How To Develop A Homeschool Mission Statement

One of the most important concepts to teach your children involves having a sense of direction in life. Ambitions without goals are merely dreams. Many companies, churches, schools, and even families have mission statements. Creating a mission statement for your homeschool can also be useful.

A homeschool mission statement is like a compass that guides your course. When referred to regularly, it helps to shape the goals you set and the decisions you make that lead to your destination. By defining timeless values that do not change, it provides direction for strategies that do change.

A homeschool mission statement proclaims the reason and purpose of your homeschool. It describes its desired effect upon family members. The mission statement incorporates values, principles, and philosophies. It should be positive, uplifting, and empowering. It may include ends (goal) and means (how to go about achieving those goals), that specify how the mission is to be accomplished day by day and into the future.

The homeschool mission statement should be one that can be visualized and communicated. It must contain meaningful principles from which no one is exempt. If you write it down and post it where everyone will see it, you're more likely to live up to its standards. When placed as a focal point on the wall, it will be a constant reminder of why you chose to homeschool.

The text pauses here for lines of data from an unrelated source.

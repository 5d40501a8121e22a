use std::collections::HashMap;

use log::{debug, info, warn};
use mongodb::{
    bson::{doc, Bson, Document},
    error::Error as DbError,
    options::{FindOneAndUpdateOptions, FindOptions, ReturnDocument},
    Client, Database,
};
use rocket::futures::TryStreamExt;

use crate::model::{
    common::{Ballot, Candidate, CandidateId, Election, ElectionId, Voter, VoterId},
    db::{BallotDoc, CandidateDoc, ElectionDoc, VoterDoc},
    mongodb::{ensure_indexes_exist, is_duplicate_key_error, Coll},
};

use super::{
    seed, BallotStore, ElectionStore, IdentityStore, StoreError, StoreResult, VotingStore,
};

/// A store backed by a MongoDB database.
///
/// Vote recording uses a multi-document transaction, so the server must be
/// part of a replica set.
#[derive(Clone)]
pub struct MongoStore {
    client: Client,
    db: Database,
}

impl MongoStore {
    /// Connect to the server at `uri` and use the named database.
    pub async fn connect(uri: &str, db_name: &str) -> StoreResult<Self> {
        let client = Client::with_uri_str(uri).await?;
        Ok(Self::from_client(client, db_name))
    }

    pub fn from_client(client: Client, db_name: &str) -> Self {
        let db = client.database(db_name);
        Self { client, db }
    }

    /// Ensure indexes exist. Idempotent.
    pub async fn prepare(&self) -> StoreResult<()> {
        ensure_indexes_exist(&self.db).await?;
        Ok(())
    }

    /// Insert the demo data, unless there are already voters.
    /// Returns whether anything was inserted.
    pub async fn seed_if_empty(&self) -> StoreResult<bool> {
        if self.voters().count_documents(None, None).await? > 0 {
            debug!("Voters already present, skipping seed data");
            return Ok(false);
        }
        info!("Seeding database with demo data");
        self.voters()
            .insert_many(seed::voters().into_iter().map(VoterDoc::from), None)
            .await?;
        self.candidates()
            .insert_many(seed::candidates().into_iter().map(CandidateDoc::from), None)
            .await?;
        self.ballots()
            .insert_many(seed::ballots().into_iter().map(BallotDoc::from), None)
            .await?;
        self.elections()
            .insert_many(seed::elections().into_iter().map(ElectionDoc::from), None)
            .await?;
        Ok(true)
    }

    fn voters(&self) -> Coll<VoterDoc> {
        Coll::from_db(&self.db)
    }

    fn candidates(&self) -> Coll<CandidateDoc> {
        Coll::from_db(&self.db)
    }

    fn ballots(&self) -> Coll<BallotDoc> {
        Coll::from_db(&self.db)
    }

    fn elections(&self) -> Coll<ElectionDoc> {
        Coll::from_db(&self.db)
    }
}

/// Map an insert failure onto the store taxonomy.
fn insert_error(err: DbError, voter_id: &VoterId) -> StoreError {
    if is_duplicate_key_error(&err) {
        StoreError::Duplicate(format!("Voter '{voter_id}' already has a ballot"))
    } else {
        StoreError::Db(err)
    }
}

/// Read one `{ _id: <candidate>, count: <n> }` row of the tally pipeline.
fn tally_row(row: &Document) -> StoreResult<(CandidateId, u64)> {
    let candidate = row
        .get_str("_id")
        .map_err(|e| StoreError::Backend(format!("Malformed tally row: {e}")))?;
    let count = match row.get("count") {
        Some(Bson::Int32(n)) => u64::try_from(*n).ok(),
        Some(Bson::Int64(n)) => u64::try_from(*n).ok(),
        _ => None,
    }
    .ok_or_else(|| StoreError::Backend(format!("Malformed tally count: {row}")))?;
    Ok((CandidateId::from(candidate), count))
}

#[rocket::async_trait]
impl IdentityStore for MongoStore {
    async fn find_voter_by_login_id(&self, login_id: &str) -> StoreResult<Option<Voter>> {
        let login_id = login_id.trim();
        debug!("Looking up voter by login ID '{login_id}'");
        let voter = self
            .voters()
            .find_one(doc! { "voter_id": login_id }, None)
            .await?;
        Ok(voter.map(Voter::from))
    }

    async fn find_voter(&self, voter_id: &VoterId) -> StoreResult<Option<Voter>> {
        let voter = self
            .voters()
            .find_one(doc! { "_id": voter_id.as_str() }, None)
            .await?;
        Ok(voter.map(Voter::from))
    }

    async fn set_voted(&self, voter_id: &VoterId, has_voted: bool) -> StoreResult<Voter> {
        let options = FindOneAndUpdateOptions::builder()
            .return_document(ReturnDocument::After)
            .build();
        self.voters()
            .find_one_and_update(
                doc! { "_id": voter_id.as_str() },
                doc! { "$set": { "has_voted": has_voted } },
                options,
            )
            .await?
            .map(Voter::from)
            .ok_or_else(|| StoreError::not_found(format!("Voter '{voter_id}'")))
    }
}

#[rocket::async_trait]
impl BallotStore for MongoStore {
    /// Candidates are ordered by ID.
    async fn list_candidates(&self) -> StoreResult<Vec<Candidate>> {
        let options = FindOptions::builder().sort(doc! { "_id": 1 }).build();
        let candidates: Vec<Candidate> = self
            .candidates()
            .find(None, options)
            .await?
            .map_ok(Candidate::from)
            .try_collect()
            .await?;
        Ok(candidates)
    }

    async fn find_candidate(&self, candidate_id: &CandidateId) -> StoreResult<Option<Candidate>> {
        let candidate = self
            .candidates()
            .find_one(doc! { "_id": candidate_id.as_str() }, None)
            .await?;
        Ok(candidate.map(Candidate::from))
    }

    async fn cast_ballot(
        &self,
        voter_id: &VoterId,
        candidate_id: &CandidateId,
    ) -> StoreResult<Ballot> {
        let ballot = BallotDoc::new(voter_id, candidate_id);
        self.ballots()
            .insert_one(&ballot, None)
            .await
            .map_err(|e| insert_error(e, voter_id))?;
        Ok(ballot.into())
    }

    async fn list_ballots(&self) -> StoreResult<Vec<Ballot>> {
        let ballots: Vec<Ballot> = self
            .ballots()
            .find(None, None)
            .await?
            .map_ok(Ballot::from)
            .try_collect()
            .await?;
        Ok(ballots)
    }

    async fn list_ballots_by_voter(&self, voter_id: &VoterId) -> StoreResult<Vec<Ballot>> {
        let ballots: Vec<Ballot> = self
            .ballots()
            .find(doc! { "user_id": voter_id.as_str() }, None)
            .await?
            .map_ok(Ballot::from)
            .try_collect()
            .await?;
        Ok(ballots)
    }

    async fn tally_by_candidate(&self) -> StoreResult<HashMap<CandidateId, u64>> {
        let pipeline = [doc! {
            "$group": { "_id": "$party_id", "count": { "$sum": 1 } }
        }];
        let rows: Vec<Document> = self
            .ballots()
            .aggregate(pipeline, None)
            .await?
            .try_collect()
            .await?;
        rows.iter().map(tally_row).collect()
    }
}

#[rocket::async_trait]
impl ElectionStore for MongoStore {
    async fn list_elections(&self) -> StoreResult<Vec<Election>> {
        let elections: Vec<Election> = self
            .elections()
            .find(None, None)
            .await?
            .map_ok(Election::from)
            .try_collect()
            .await?;
        Ok(elections)
    }

    async fn find_election(&self, election_id: &ElectionId) -> StoreResult<Option<Election>> {
        let election = self
            .elections()
            .find_one(doc! { "_id": election_id.as_str() }, None)
            .await?;
        Ok(election.map(Election::from))
    }

    async fn active_election(&self) -> StoreResult<Option<Election>> {
        let election = self
            .elections()
            .find_one(doc! { "is_active": true }, None)
            .await?;
        Ok(election.map(Election::from))
    }
}

#[rocket::async_trait]
impl VotingStore for MongoStore {
    /// Insert the ballot and flag the voter in one transaction. The unique
    /// index on `votes.user_id` turns a concurrent second vote into
    /// [`StoreError::Duplicate`].
    async fn record_vote(
        &self,
        voter_id: &VoterId,
        candidate_id: &CandidateId,
    ) -> StoreResult<Ballot> {
        let ballot = BallotDoc::new(voter_id, candidate_id);

        let mut session = self.client.start_session(None).await?;
        session.start_transaction(None).await?;

        self.ballots()
            .insert_one_with_session(&ballot, None, &mut session)
            .await
            .map_err(|e| insert_error(e, voter_id))?;

        let flagged = self
            .voters()
            .update_one_with_session(
                doc! { "_id": voter_id.as_str() },
                doc! { "$set": { "has_voted": true } },
                None,
                &mut session,
            )
            .await?;
        if flagged.matched_count == 0 {
            warn!("Aborting vote: voter '{voter_id}' vanished mid-transaction");
            session.abort_transaction().await?;
            return Err(StoreError::not_found(format!("Voter '{voter_id}'")));
        }

        session.commit_transaction().await?;
        Ok(ballot.into())
    }
}
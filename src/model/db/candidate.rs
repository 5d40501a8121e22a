use serde::{Deserialize, Serialize};

use crate::model::common::Candidate;

/// A row of the `parties` collection.
#[derive(Debug, Clone, PartialEq, Eq, Serialize, Deserialize)]
pub struct CandidateDoc {
    #[serde(rename = "_id")]
    pub id: String,
    pub name: String,
    pub logo_url: Option<String>,
    pub description: String,
}

impl From<CandidateDoc> for Candidate {
    fn from(doc: CandidateDoc) -> Self {
        Self {
            id: doc.id.into(),
            name: doc.name,
            // The hosted table stored missing logos as empty strings.
            logo_url: doc.logo_url.filter(|url| !url.is_empty()),
            description: doc.description,
        }
    }
}

impl From<Candidate> for CandidateDoc {
    fn from(candidate: Candidate) -> Self {
        Self {
            id: candidate.id.into(),
            name: candidate.name,
            logo_url: candidate.logo_url,
            description: candidate.description,
        }
    }
}
//! Server error codes the store needs to tell apart.

use mongodb::error::{Error as DbError, ErrorKind, WriteFailure};

const DUPLICATE_KEY: i32 = 11000;

/// Did a unique index reject the write? Covers plain inserts and writes made
/// inside a transaction, which report through a command error.
pub fn is_duplicate_key_error(err: &DbError) -> bool {
    match *err.kind {
        ErrorKind::Write(WriteFailure::WriteError(ref e)) => e.code == DUPLICATE_KEY,
        ErrorKind::Command(ref e) => e.code == DUPLICATE_KEY,
        _ => false,
    }
}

It will also be a convenient way to inform visitors of your commitment to the education of your children.

The first step in planning a homeschool mission statement is for all members of the family, including children, to sit down together and have a brainstorming session. It is best to choose a leisurely time when people are more likely to be in a reflective state of mind. Use a notebook, chalkboard, marker board, or large paper pad on an easel for writing down ideas. At this point, welcome all thoughts and do not allow comments to be made about the validity of any suggestion. Listen respectfully and record everyone's expressions accurately. Be patient, as this process will take time. It is important to get everyone's input, because where there is no involvement in the drafting of the mission statement, there will be no commitment.

As a starting point, here are some questions to ponder and discuss: Why did we decide to homeschool? What does being a homeschooling family mean to us? What is the vision and purpose of our homeschool? What is our purpose in life? What things are most important to us as a family? What are the priorities on which we want our family to focus (such as trust, honesty, kindness, service)? What guiding principles and values do we want our family to live by? What competencies do we want our children to develop (physically, mentally, socially, emotionally, spiritually)? What is our responsibility in caring for our children? What kind of home environment do we want our children to grow up in? What great historical figures have inspired us? What are our dreams for the future?

Think about the above issues and talk about them. Separate responses into categories based on their themes. Divide them into goals (what you are striving for) and action items (things to do to reach the goals). Shorten the list by deciding which are the main recurring themes and by combining similar ideas. Keep going over the list of suggestions and re-writing them until everyone agrees on what your homeschool mission statement should include. Each family member has to ultimately agree, since working together toward the same vision is vital for a homeschool to function properly.

Never copy someone else's mission statement in an attempt to make it yours. Their mission statement reflects their unique style and point of view, as yours must reflect your own. Your homeschool mission statement will have a special meaning for your family that goes far beyond the meaning it would have for anyone else. Each part of it will remind you of the many discussions you had on that topic.

A homeschool mission statement does not have to conform to any set of rules. It may be in the form of prose or poetry. It can be a phrase, a sentence, or an entire page. It may incorporate a picture, symbol, or motto. A homeschool mission statement may be based on a Bible verse or other suitable quotation. Bible verses relating to homeschooling include:

  • Proverbs 1:2-8, 2:6, 4:1, 13:1, 22:6;
  • Psalm 25:4-5, 32:8;
  • II Timothy 3:14-15;
  • Deuteronomy 6:5-8;
  • Ephesians 6:4;
  • Isaiuh 54:13;
  • Joshua 24:15.

Keep your homeschool mission statement simple. This does not necessarily mean short, although it can be, but make it something everyone understands and will remember. A mission statement has to be written in the heart and mind as well as on paper. When family members have internalized the principles of the mission statement, they can sense the appropriate practices that pertain to each special situation.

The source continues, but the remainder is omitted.